Mark Kraus




What Memory Is Made Of


The relationship between synesthesia, vivid mental imagery, and memory may offer a view into our unique inner theaters.

"Radiating Affection" from the book, Thought Forms (1901) Credit: Annie Besant and C.W. Leadbeater

By Mark Kraus
Updated July, 11, 2024.
“The accident was in April of 2018. There was a handyman on the roof, a couple of stories up. He dropped a pair of shears, a heavy-duty pair of tin snips...I was hit with the rubberized handle.” Callie, a playwright and educator, recalled the accident that led to a severe concussion, “I didn’t want to sit down because I thought if I sat down, I would pass out, and I didn’t want to pass out.” She had relied on her quick memory and vivid imagination to build storylines and dream up characters. She described her mental experience of writing before the incident, “I saw things like a movie in my head. I would see the location...I’d sort of see arcs of movement and three-dimensional sculptures of lines.” The visualizations used to reference plot points are common in people with certain types of synesthesia — a blending of sensory experiences — and those with highly visual imaginations. Due to her accident, her ability to think visually had vanished — she could no longer create or manipulate images in her mind. She had also lost most of her ability to remember basic information like numbers, directions, or names.
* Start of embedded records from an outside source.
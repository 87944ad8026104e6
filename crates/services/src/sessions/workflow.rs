use rand::SeedableRng;
use rand::rngs::StdRng;
use tokio_util::sync::CancellationToken;

use exam_core::model::{ChoiceId, ScoreReport, TopicSummary};

use super::bank::{QuestionBank, QuestionBankLoader, image_urls};
use super::plan::{SampleMode, build_working_set, needs_choice};
use super::session::{Advance, ExamSession};
use super::view::{ExamView, QuestionView};
use crate::access::AccessGate;
use crate::config::ExamConfig;
use crate::error::{BankError, FlowError};
use crate::preload::{AssetPreloader, PreloadOutcome};

//
// ─── PHASES ────────────────────────────────────────────────────────────────────
//

/// Where the flow is between loading a topic and showing results.
#[derive(Debug, Clone, Copy, PartialEq, Eq, Default)]
pub enum SessionPhase {
    #[default]
    Idle,
    SamplingChoicePending,
    Preloading,
    Active,
    Finished,
}

/// Inputs that move the flow between phases.
#[derive(Debug, Clone, Copy, PartialEq, Eq)]
pub enum PhaseEvent {
    BankLoaded { needs_choice: bool },
    SampleChosen,
    PreloadSettled,
    /// The preload was cancelled before the session started.
    PreloadCancelled { choice_pending: bool },
    Graded,
    Restarted,
    Reset,
}

impl SessionPhase {
    /// Next phase, or `None` when `event` is not valid here.
    #[must_use]
    pub fn on_event(self, event: PhaseEvent) -> Option<Self> {
        use PhaseEvent as E;
        use SessionPhase as P;

        match (self, event) {
            (_, E::Reset) => Some(P::Idle),
            (P::Idle, E::BankLoaded { needs_choice: true }) => Some(P::SamplingChoicePending),
            (P::Idle, E::BankLoaded { needs_choice: false })
            | (P::SamplingChoicePending, E::SampleChosen)
            | (P::SamplingChoicePending | P::Preloading | P::Active | P::Finished, E::Restarted) => {
                Some(P::Preloading)
            }
            (P::Preloading, E::PreloadSettled) => Some(P::Active),
            (P::Preloading, E::PreloadCancelled { choice_pending: true }) => {
                Some(P::SamplingChoicePending)
            }
            (P::Preloading, E::PreloadCancelled { choice_pending: false }) => Some(P::Idle),
            (P::Active, E::Graded) => Some(P::Finished),
            _ => None,
        }
    }
}

/// Which sample a restart draws.
#[derive(Debug, Clone, Copy, PartialEq, Eq)]
pub enum RestartMode {
    /// Same mode as the session being replaced.
    Same,
    Capped,
    All,
}

//
// ─── FLOW ──────────────────────────────────────────────────────────────────────
//

/// Drives one learner through topic load, sampling, preload, answering and grading.
pub struct ExamFlow {
    gate: AccessGate,
    loader: QuestionBankLoader,
    preloader: AssetPreloader,
    config: ExamConfig,
    rng: StdRng,
    phase: SessionPhase,
    bank: Option<QuestionBank>,
    session: Option<ExamSession>,
    mode: Option<SampleMode>,
    topic_token: CancellationToken,
}

impl ExamFlow {
    #[must_use]
    pub fn new(
        gate: AccessGate,
        loader: QuestionBankLoader,
        preloader: AssetPreloader,
        config: ExamConfig,
    ) -> Self {
        Self {
            gate,
            loader,
            preloader,
            config,
            rng: StdRng::from_rng(&mut rand::rng()),
            phase: SessionPhase::Idle,
            bank: None,
            session: None,
            mode: None,
            topic_token: CancellationToken::new(),
        }
    }

    /// Use a specific random source, e.g. a seeded one in tests.
    #[must_use]
    pub fn with_rng(mut self, rng: StdRng) -> Self {
        self.rng = rng;
        self
    }

    #[must_use]
    pub fn phase(&self) -> SessionPhase {
        self.phase
    }

    #[must_use]
    pub fn bank(&self) -> Option<&QuestionBank> {
        self.bank.as_ref()
    }

    #[must_use]
    pub fn session(&self) -> Option<&ExamSession> {
        self.session.as_ref()
    }

    #[must_use]
    pub fn sample_mode(&self) -> Option<SampleMode> {
        self.mode
    }

    #[must_use]
    pub fn report(&self) -> Option<&ScoreReport> {
        self.session.as_ref().and_then(ExamSession::report)
    }

    /// Topic catalog for a picker.
    ///
    /// # Errors
    ///
    /// Returns `FlowError::Bank` when the store fails.
    pub async fn topics(&self) -> Result<Vec<TopicSummary>, FlowError> {
        Ok(self.loader.catalog().await?)
    }

    fn ensure_allowed(&self) -> Result<(), FlowError> {
        let status = self.gate.status();
        if status.is_allowed() {
            Ok(())
        } else {
            Err(FlowError::AccessDenied(status))
        }
    }

    fn transition(&mut self, event: PhaseEvent) {
        match self.phase.on_event(event) {
            Some(next) => {
                tracing::debug!(from = ?self.phase, to = ?next, ?event, "session phase");
                self.phase = next;
            }
            None => tracing::debug!(phase = ?self.phase, ?event, "ignored phase event"),
        }
    }

    /// Load a topic, resetting everything from the previous one.
    ///
    /// Banks within the sampling threshold start immediately with every
    /// question; larger banks wait in `SamplingChoicePending`.
    ///
    /// # Errors
    ///
    /// Returns `FlowError::AccessDenied` unless the gate allows access,
    /// `FlowError::Bank` when loading fails, and `FlowError::Superseded` when
    /// a newer topic started first or the preload was cancelled.
    pub async fn load_topic(&mut self, slug: &str) -> Result<SessionPhase, FlowError> {
        self.ensure_allowed()?;

        self.topic_token = self.loader.start_topic();
        self.bank = None;
        self.session = None;
        self.mode = None;
        self.transition(PhaseEvent::Reset);

        let bank = match self.loader.load(slug, &self.topic_token).await {
            Ok(bank) => bank,
            Err(BankError::Cancelled) => return Err(FlowError::Superseded),
            Err(err) => return Err(err.into()),
        };
        // The load may have finished just as a newer topic started.
        if self.topic_token.is_cancelled() {
            tracing::debug!(topic = slug, "bank load superseded by a newer topic");
            return Err(FlowError::Superseded);
        }
        let needs_choice = needs_choice(bank.len(), &self.config);
        self.bank = Some(bank);
        self.transition(PhaseEvent::BankLoaded { needs_choice });

        if !needs_choice {
            self.begin(SampleMode::All).await?;
        }
        Ok(self.phase)
    }

    /// Start the session once the learner has picked a sample mode.
    ///
    /// # Errors
    ///
    /// Returns `FlowError::AccessDenied` unless allowed, `NoTopic` without a
    /// loaded bank, `SampleChoiceRequired` if no choice is pending, and
    /// `Superseded` when the preload was cancelled.
    pub async fn start_session(&mut self, mode: SampleMode) -> Result<SessionPhase, FlowError> {
        self.ensure_allowed()?;
        if self.bank.is_none() {
            return Err(FlowError::NoTopic);
        }
        if self.phase != SessionPhase::SamplingChoicePending {
            return Err(FlowError::SampleChoiceRequired);
        }
        self.transition(PhaseEvent::SampleChosen);
        self.begin(mode).await?;
        Ok(self.phase)
    }

    /// Throw away the current session and draw a new one from the same bank.
    ///
    /// # Errors
    ///
    /// Returns `FlowError::AccessDenied` unless allowed, `NoTopic` without a
    /// loaded bank, and `Superseded` when the preload was cancelled.
    pub async fn restart(&mut self, mode: RestartMode) -> Result<SessionPhase, FlowError> {
        self.ensure_allowed()?;
        if self.bank.is_none() {
            return Err(FlowError::NoTopic);
        }
        let mode = match mode {
            RestartMode::Same => self.mode.unwrap_or(SampleMode::All),
            RestartMode::Capped => SampleMode::Capped,
            RestartMode::All => SampleMode::All,
        };
        self.transition(PhaseEvent::Restarted);
        self.begin(mode).await?;
        Ok(self.phase)
    }

    async fn begin(&mut self, mode: SampleMode) -> Result<(), FlowError> {
        self.session = None;
        self.mode = Some(mode);
        let bank = self.bank.as_ref().ok_or(FlowError::NoTopic)?;
        let questions = build_working_set(bank.questions(), mode, &self.config, &mut self.rng);
        let topic = bank.topic().slug().to_string();

        let urls = image_urls(&questions);
        if let PreloadOutcome::Cancelled = self.preloader.preload(urls, &self.topic_token).await {
            tracing::debug!(%topic, "preload cancelled before the session started");
            self.abandon_preload();
            return Err(FlowError::Superseded);
        }

        tracing::info!(%topic, ?mode, questions = questions.len(), "session started");
        self.session = Some(ExamSession::new(questions));
        self.transition(PhaseEvent::PreloadSettled);
        Ok(())
    }

    /// Leave `Preloading` after a cancelled preload.
    ///
    /// A superseded topic drops its bank. Otherwise a bank that needs a sample
    /// choice offers it again and a smaller one must be reloaded.
    fn abandon_preload(&mut self) {
        let superseded = self.topic_token.is_cancelled();
        let choice_pending = !superseded
            && self
                .bank
                .as_ref()
                .is_some_and(|bank| needs_choice(bank.len(), &self.config));
        if !choice_pending {
            self.bank = None;
            self.mode = None;
        }
        self.transition(PhaseEvent::PreloadCancelled { choice_pending });
    }

    fn session_mut(&mut self) -> Result<&mut ExamSession, FlowError> {
        if self.phase != SessionPhase::Active && self.phase != SessionPhase::Finished {
            return Err(FlowError::NoSession);
        }
        self.session.as_mut().ok_or(FlowError::NoSession)
    }

    /// # Errors
    ///
    /// Returns `FlowError::NoSession` outside a session, or the session's own error.
    pub fn select(&mut self, choice: ChoiceId) -> Result<(), FlowError> {
        Ok(self.session_mut()?.select(choice)?)
    }

    /// # Errors
    ///
    /// Returns `FlowError::NoSession` outside a session, or the session's own error.
    pub fn next(&mut self) -> Result<Advance, FlowError> {
        let advance = self.session_mut()?.next()?;
        if advance == Advance::Finished {
            self.transition(PhaseEvent::Graded);
        }
        Ok(advance)
    }

    /// # Errors
    ///
    /// Returns `FlowError::NoSession` outside a session.
    pub fn back(&mut self) -> Result<(), FlowError> {
        self.session_mut()?.back();
        Ok(())
    }

    /// # Errors
    ///
    /// Returns `FlowError::NoSession` outside a session.
    pub fn stop_and_grade(&mut self) -> Result<&ScoreReport, FlowError> {
        self.session_mut()?.stop_and_grade();
        self.transition(PhaseEvent::Graded);
        self.report().ok_or(FlowError::NoSession)
    }

    /// Snapshot for rendering.
    #[must_use]
    pub fn view(&self) -> ExamView {
        let topic = || {
            self.bank
                .as_ref()
                .map(|b| b.topic().title().to_owned())
                .unwrap_or_default()
        };
        let bank_size = self.bank.as_ref().map_or(0, QuestionBank::len);

        match (self.phase, self.session.as_ref()) {
            (SessionPhase::Idle, _) => ExamView::Idle,
            (SessionPhase::SamplingChoicePending, _) => ExamView::ChooseSample {
                topic: topic(),
                bank_size,
            },
            (SessionPhase::Preloading, _) if !self.topic_token.is_cancelled() => {
                let progress = self.preloader.progress();
                ExamView::Preloading {
                    loaded: progress.loaded,
                    total: progress.total,
                }
            }
            (SessionPhase::Preloading, _) | (SessionPhase::Active | SessionPhase::Finished, None) => {
                ExamView::Idle
            }
            (SessionPhase::Finished, Some(session)) => match session.report() {
                Some(report) => ExamView::Report {
                    topic: topic(),
                    report: report.clone(),
                },
                None => ExamView::Empty { topic: topic() },
            },
            (SessionPhase::Active, Some(session)) => match session.current_question() {
                None => ExamView::Empty { topic: topic() },
                Some(question) => {
                    let selected = session.selection(question.id());
                    let cache = self.preloader.cache();
                    ExamView::Question {
                        topic: topic(),
                        bank_size,
                        question: QuestionView::build(
                            question,
                            |id| selected.is_some_and(|s| s.contains(&id)),
                            |url| cache.image_state(url),
                        ),
                        progress: session.progress(),
                    }
                }
            },
        }
    }
}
Research into memory gives insight into its connection with this type of episodic visualization. People who lack the capibility to make mental images — a condition known as aphantasia — have different types of memories than those with vivid visual mental experiences — such as people with synesthesia. According to a few studies, recall, mental imagery, and episodic memory in those with synesthesia and highly visual imaginations are markedly higher than those without the condition. The findings may offer a clue into how we use mental imagery to create imagined visual stories and better understanding of those who don’t.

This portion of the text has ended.